*TASK STATEMENT*. Which lines below hold the word "crate"? Report each one.

[Saved entries]
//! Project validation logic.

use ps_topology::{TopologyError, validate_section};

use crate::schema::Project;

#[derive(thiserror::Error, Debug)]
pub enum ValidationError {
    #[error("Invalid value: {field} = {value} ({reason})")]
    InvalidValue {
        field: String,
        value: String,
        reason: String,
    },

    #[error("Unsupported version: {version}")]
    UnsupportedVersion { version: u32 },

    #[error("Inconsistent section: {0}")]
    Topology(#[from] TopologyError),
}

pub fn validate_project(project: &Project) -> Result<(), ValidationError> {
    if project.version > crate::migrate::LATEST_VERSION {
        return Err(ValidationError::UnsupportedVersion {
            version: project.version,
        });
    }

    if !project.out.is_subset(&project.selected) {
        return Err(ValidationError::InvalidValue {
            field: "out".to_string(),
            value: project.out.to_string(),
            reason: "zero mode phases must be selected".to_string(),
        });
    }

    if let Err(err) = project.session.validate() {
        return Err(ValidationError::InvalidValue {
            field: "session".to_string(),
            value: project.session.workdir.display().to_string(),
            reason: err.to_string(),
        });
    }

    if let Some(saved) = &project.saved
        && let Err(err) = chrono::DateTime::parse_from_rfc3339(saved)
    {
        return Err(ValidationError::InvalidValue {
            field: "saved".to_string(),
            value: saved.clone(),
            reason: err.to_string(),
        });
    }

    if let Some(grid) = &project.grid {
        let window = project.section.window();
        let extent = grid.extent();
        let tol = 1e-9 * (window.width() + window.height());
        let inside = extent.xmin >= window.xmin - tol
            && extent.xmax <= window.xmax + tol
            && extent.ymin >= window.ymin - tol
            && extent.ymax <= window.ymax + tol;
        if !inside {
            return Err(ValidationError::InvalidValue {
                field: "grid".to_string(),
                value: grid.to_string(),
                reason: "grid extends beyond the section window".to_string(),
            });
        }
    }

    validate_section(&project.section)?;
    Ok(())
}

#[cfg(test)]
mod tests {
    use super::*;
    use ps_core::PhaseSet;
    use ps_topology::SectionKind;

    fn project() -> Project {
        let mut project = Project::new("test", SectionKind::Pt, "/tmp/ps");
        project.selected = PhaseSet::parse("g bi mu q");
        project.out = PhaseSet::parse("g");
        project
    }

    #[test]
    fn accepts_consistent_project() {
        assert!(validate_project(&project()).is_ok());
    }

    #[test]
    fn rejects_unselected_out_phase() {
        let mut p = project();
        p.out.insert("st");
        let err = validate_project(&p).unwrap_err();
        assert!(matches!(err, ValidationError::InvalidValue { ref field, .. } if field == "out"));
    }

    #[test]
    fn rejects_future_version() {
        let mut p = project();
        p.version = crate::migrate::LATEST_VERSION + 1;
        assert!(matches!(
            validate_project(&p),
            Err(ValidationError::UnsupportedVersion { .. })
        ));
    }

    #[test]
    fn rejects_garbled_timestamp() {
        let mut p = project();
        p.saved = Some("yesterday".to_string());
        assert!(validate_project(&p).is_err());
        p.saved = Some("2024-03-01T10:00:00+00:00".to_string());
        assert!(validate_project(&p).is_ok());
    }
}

*TASK RESPONSE*.
use crate::schema::Project;
    if project.version > crate::migrate::LATEST_VERSION {
        p.version = crate::migrate::LATEST_VERSION + 1;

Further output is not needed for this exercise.